Suspiciously seeking yoga teachers online?

It seems the world of yoga is not immune to hoax emails, scams, or dodgy dealings. In December I received an email asking if I offered yoga lessons online, either through Skype or Google Hangouts. I don’t even know what the latter one is, and have not used Skype in that way. Something about the email sounded odd, and as it was coming up to Christmas and I was really busy, I replied quickly to say I’d think about it but they could look at subscribing to established online yoga videos as another option. I didn’t get a response and forgot all about it.

Then a yoga teacher I know forwarded me an email from someone looking for online yoga lessons. She wasn’t interested in it and wondered if I might be. The email was exactly the same wording as the one I’d received! Only the name and email address were different. ‘This is all very odd’ I thought. So I searched the Internet using keywords and phrases from the email, but it didn’t come up with anything. So then I asked in a closed yoga discussion forum and within hours loads of teachers said they too had received emails recently or a few months ago with exactly the same message. (The actual text of the email is below.)

I’m not 100% sure what type of scam this might be – one person suggested that they may record the yoga teacher delivering the 1-2-1 session and then use that to make money, passing it off as their own. Another suggested that the scam often involves a complicated banking process which essentialy robs the teacher of money and/or passes your bank account details on to others. Either way, it’s one to avoid.

Back in the earlier days of the Internet there seemed to be a lot of hoax virus emails that would do the rounds, with dire warnings about a particular file on your computer etc, some more believable than others. I learnt quickly that 99% of them were hoaxes, and would check them on sites about hoax (and real) viruses, and then reply to whichever friend had sent it on to explain that it was a hoax. Some of these sites still exist, and the scams and hoaxes have developed into other areas. So if you’re in doubt about a dodgy email or message you might want to check Hoax Slayer, or Sophos’ hoax directory, and in the UK report cyber scams to Action Fraud, and also learn more about dealing with spam and scam emails on the Get Safe Online website.

Here’s the ‘Yoga lessons online’ email message:

“Hi [teacher name]
I was wondering if you’re offering online lessons?
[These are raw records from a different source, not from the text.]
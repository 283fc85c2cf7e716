//! Goal-by-goal timeline reconstruction.
//!
//! Newer matches store a chronological goal log and replay directly. Legacy
//! matches only have per-player counters plus a conceded-goal list; their
//! timeline is replayed from the counters with own-team events first and
//! opponent events appended, because the true interleaving was never
//! recorded. The running score is a prefix count over the emitted order
//! either way, which for legacy data is an accepted approximation.

use crate::models::{Goal, Match, MatchPlayer, OpponentGoal, ShotType, TimelineEvent};

/// Which reconstruction path applies to a match, resolved exactly once.
#[derive(Debug)]
pub enum MatchLog<'a> {
    /// The stored order is chronological by construction.
    Chronological(&'a [Goal]),

    /// Counters only; order among own-team goals is not recoverable.
    LegacyAggregate {
        players: &'a [MatchPlayer],
        opponent_goals: &'a [OpponentGoal],
    },
}

impl<'a> MatchLog<'a> {
    /// Resolve the reconstruction path for a match. An empty goal log is
    /// treated the same as an absent one.
    pub fn resolve(m: &'a Match) -> Self {
        match m.goals.as_deref() {
            Some(goals) if !goals.is_empty() => MatchLog::Chronological(goals),
            _ => MatchLog::LegacyAggregate {
                players: &m.players,
                opponent_goals: &m.opponent_goals,
            },
        }
    }
}

/// Reconstruct the ordered goal events of a match.
pub fn timeline_events(m: &Match) -> Vec<TimelineEvent> {
    match MatchLog::resolve(m) {
        MatchLog::Chronological(goals) => goals
            .iter()
            .map(|goal| TimelineEvent {
                team: if goal.is_own {
                    m.team_name.clone()
                } else {
                    m.opponent.clone()
                },
                player: goal.player_name.clone(),
                shot_type_label: goal.shot_type.label().to_string(),
                is_own: goal.is_own,
                timestamp: Some(goal.timestamp.clone()),
            })
            .collect(),

        MatchLog::LegacyAggregate {
            players,
            opponent_goals,
        } => {
            let mut events = Vec::new();
            for player in players {
                for &shot_type in ShotType::ALL.iter() {
                    let goals = player.stat(shot_type).goals;
                    for _ in 0..goals {
                        events.push(TimelineEvent {
                            team: m.team_name.clone(),
                            player: player.name.clone(),
                            shot_type_label: shot_type.label().to_string(),
                            is_own: true,
                            timestamp: None,
                        });
                    }
                }
            }
            for conceded in opponent_goals {
                events.push(TimelineEvent {
                    team: m.opponent.clone(),
                    player: conceded.conceded_by.clone(),
                    shot_type_label: conceded.shot_type.label().to_string(),
                    is_own: false,
                    timestamp: Some(conceded.time.clone()),
                });
            }
            events
        }
    }
}

/// Running score after each event: (own, opponent) prefix counts.
pub fn score_progression(events: &[TimelineEvent]) -> Vec<(u32, u32)> {
    let mut own = 0;
    let mut opponent = 0;
    events
        .iter()
        .map(|event| {
            if event.is_own {
                own += 1;
            } else {
                opponent += 1;
            }
            (own, opponent)
        })
        .collect()
}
Preferably either over in Skype or in Google Hangouts?
I ask because my current line of work barely allows me to have the time to leave the house. I work from home via online marketing and stuff mostly of my time.
Hoping that you do, I would really be interested to join your class.
Thank you for your time, I look forward to your reply.
Sincerely,
[their name]

6 thoughts on “Suspiciously seeking yoga teachers online?

  1. Yes, I too have received this e-mail. I seem to remember reading a warning about it on one of BWY’s online membership bulletins, so I ignored it. Thanks for highlighting this again. Diolch. Mair.
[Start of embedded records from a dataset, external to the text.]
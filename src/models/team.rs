//! Team model.

use chrono::{DateTime, Utc};
use serde::{Deserialize, Serialize};

use super::{EntityId, Player, TeamId};

/// A team with its roster.
#[derive(Debug, Clone, Serialize, Deserialize)]
pub struct Team {
    /// Unique identifier (derived from name + creation time)
    pub id: TeamId,

    /// Team name
    pub name: String,

    /// Roster; duplicate names allowed, identity is the player id
    #[serde(default)]
    pub players: Vec<Player>,

    /// When this team was created
    pub created_at: DateTime<Utc>,

    /// Short code used by the join-team flow
    pub invite_code: String,
}

impl Team {
    /// Create a new Team with auto-generated ID and invite code.
    pub fn new(name: String, created_at: DateTime<Utc>) -> Self {
        let id = EntityId::generate(&[&name, &created_at.to_rfc3339()]);
        let invite_code = Self::invite_code_for(&id);

        Self {
            id,
            name,
            players: Vec::new(),
            created_at,
            invite_code,
        }
    }

    /// Builder method to set the roster.
    pub fn with_players(mut self, players: Vec<Player>) -> Self {
        self.players = players;
        self
    }

    /// Deterministic 6-character invite code derived from the team id.
    fn invite_code_for(id: &TeamId) -> String {
        id.as_str().chars().take(6).collect::<String>().to_uppercase()
    }
}
//! Recent form and shot-type recency trends.

use crate::models::{
    FormEntry, Match, MatchResult, ShotStat, ShotType, ShotTypeTrend, ShotTypeTrendReport, Trend,
    WindowTotals,
};

use super::sorted_recent_first;

/// Differences inside this band (percentage points, inclusive) read as
/// stable. Deliberate noise filter: small windows swing several points on a
/// single shot.
const TREND_DEAD_ZONE: i64 = 3;

/// The last `n` finished matches as W/D/V entries, most recent first.
///
/// Fewer than `n` matches returns all of them.
pub fn form_last_n(matches: &[Match], n: usize) -> Vec<FormEntry> {
    sorted_recent_first(matches)
        .into_iter()
        .take(n)
        .map(|m| FormEntry {
            match_id: m.id.clone(),
            opponent: m.opponent.clone(),
            score: m.score,
            opponent_score: m.opponent_score,
            date: m.date.clone(),
            result: MatchResult::from_scores(m.score, m.opponent_score),
        })
        .collect()
}

fn window_totals(matches: &[&Match]) -> [ShotStat; 7] {
    let mut totals = [ShotStat::default(); 7];
    for m in matches {
        for player in &m.players {
            for (i, &shot_type) in ShotType::ALL.iter().enumerate() {
                totals[i].accumulate(player.stat(shot_type));
            }
        }
    }
    totals
}

fn classify(diff: i64) -> Trend {
    if diff > TREND_DEAD_ZONE {
        Trend::Up
    } else if diff < -TREND_DEAD_ZONE {
        Trend::Down
    } else {
        Trend::Stable
    }
}

/// Compare each shot type's success rate over the most recent `n` matches
/// against the full season.
pub fn shot_type_trend(matches: &[Match], n: usize) -> ShotTypeTrendReport {
    let recent_first = sorted_recent_first(matches);
    let season = window_totals(&recent_first);
    let recent_window: Vec<&Match> = recent_first.iter().take(n).copied().collect();
    let recent = window_totals(&recent_window);

    let entries = ShotType::ALL
        .iter()
        .enumerate()
        .map(|(i, &shot_type)| {
            let season_totals = WindowTotals {
                goals: season[i].goals,
                attempts: season[i].attempts,
                pct: season[i].percentage(),
            };
            let recent_totals = WindowTotals {
                goals: recent[i].goals,
                attempts: recent[i].attempts,
                pct: recent[i].percentage(),
            };
            let diff = recent_totals.pct as i64 - season_totals.pct as i64;

            ShotTypeTrend {
                shot_type,
                label: shot_type.label().to_string(),
                season: season_totals,
                recent: recent_totals,
                diff,
                trend: classify(diff),
            }
        })
        .collect();

    ShotTypeTrendReport {
        used_matches: recent_window.len() as u32,
        entries,
    }
}

#[cfg(test)]
mod tests {
    use super::*;
    use crate::models::{MatchPlayer, TeamId};

    fn match_vs(opponent: &str, date: &str, score: u32, opponent_score: u32) -> Match {
        Match::new(
            TeamId::from("t1"),
            "KV Blauw-Wit".to_string(),
            opponent.to_string(),
            date.to_string(),
            score,
            opponent_score,
        )
    }

    fn distance_match(date: &str, goals: u32, attempts: u32) -> Match {
        match_vs("A", date, goals, 0).with_players(vec![
            MatchPlayer::new("p1", "Anne").with_stat(ShotType::Distance, goals, attempts),
        ])
    }

    #[test]
    fn test_form_ordering_and_results() {
        let matches = vec![
            match_vs("A", "2024-01-06", 18, 15),
            match_vs("B", "2024-02-03", 12, 12),
            match_vs("C", "2024-01-20", 9, 21),
        ];

        let form = form_last_n(&matches, 5);
        assert_eq!(form.len(), 3);
        assert_eq!(form[0].opponent, "B");
        assert_eq!(form[0].result, MatchResult::Draw);
        assert_eq!(form[1].opponent, "C");
        assert_eq!(form[1].result, MatchResult::Loss);
        assert_eq!(form[2].opponent, "A");
        assert_eq!(form[2].result, MatchResult::Win);
    }

    #[test]
    fn test_form_bounded_to_n() {
        let matches: Vec<Match> = (1..=8)
            .map(|day| match_vs("A", &format!("2024-01-{:02}", day), 10, 8))
            .collect();
        let form = form_last_n(&matches, 5);
        assert_eq!(form.len(), 5);
        assert_eq!(form[0].date, "2024-01-08");
        assert_eq!(form[4].date, "2024-01-04");
    }

    #[test]
    fn test_form_skips_unfinished() {
        let matches = vec![
            match_vs("A", "2024-01-06", 18, 15),
            match_vs("B", "2024-02-03", 4, 2).unfinished(),
        ];
        let form = form_last_n(&matches, 5);
        assert_eq!(form.len(), 1);
        assert_eq!(form[0].opponent, "A");
    }

    #[test]
    fn test_form_empty_input() {
        assert!(form_last_n(&[], 5).is_empty());
    }

    // Two matches of 100 attempts each, old one mirrored so the season sits
    // at exactly 50% while the recent window of one match sits at the
    // tested rate.
    fn trend_for_recent_pct(recent_pct: u32) -> Trend {
        let matches = vec![
            distance_match("2024-01-06", 100 - recent_pct, 100),
            distance_match("2024-01-13", recent_pct, 100),
        ];
        let report = shot_type_trend(&matches, 1);
        let entry = &report.entries[0];
        assert_eq!(entry.season.pct, 50, "season must sit at 50");
        assert_eq!(entry.recent.pct, recent_pct);
        entry.trend
    }

    #[test]
    fn test_trend_dead_zone_boundaries() {
        // recent 53% vs season 50% -> stable (inside the band)
        assert_eq!(trend_for_recent_pct(53), Trend::Stable);
        // recent 54% -> up
        assert_eq!(trend_for_recent_pct(54), Trend::Up);
        // recent 46% -> down
        assert_eq!(trend_for_recent_pct(46), Trend::Down);
        // recent 47% -> stable
        assert_eq!(trend_for_recent_pct(47), Trend::Stable);
    }

    #[test]
    fn test_shot_type_trend_used_matches() {
        let matches = vec![
            distance_match("2024-01-06", 5, 10),
            distance_match("2024-01-13", 5, 10),
        ];
        assert_eq!(shot_type_trend(&matches, 5).used_matches, 2);
        assert_eq!(shot_type_trend(&matches, 1).used_matches, 1);
        assert_eq!(shot_type_trend(&[], 5).used_matches, 0);
    }

    #[test]
    fn test_shot_type_trend_covers_all_types() {
        let report = shot_type_trend(&[], 5);
        assert_eq!(report.entries.len(), 7);
        assert!(report
            .entries
            .iter()
            .all(|e| e.trend == Trend::Stable && e.season.pct == 0));
    }

    #[test]
    fn test_recent_window_takes_most_recent() {
        // Old matches are poor (0%), the latest is perfect (100%)
        let matches = vec![
            distance_match("2024-01-06", 0, 10),
            distance_match("2024-01-13", 0, 10),
            distance_match("2024-01-20", 10, 10),
        ];
        let report = shot_type_trend(&matches, 1);
        let entry = &report.entries[0];
        assert_eq!(entry.recent.pct, 100);
        assert_eq!(entry.season.pct, 33);
        assert_eq!(entry.diff, 67);
        assert_eq!(entry.trend, Trend::Up);
    }
}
  2. That is a realy interesting blog. With regards to safe dealings via the internet, I advertised a flat to rent last year through the uni letting page and got some very suspicious replies. As a precaution I opened a new bank account with no credit, to use solely for paying in rent. if they had bad intentions they would find no money available.

    • Thanks for your comment – yes, in a Facebook group for yoga teachers it seems lots had received it, some replied, some didn’t, but nothing transpired from those who had replied, so it’s all very strange!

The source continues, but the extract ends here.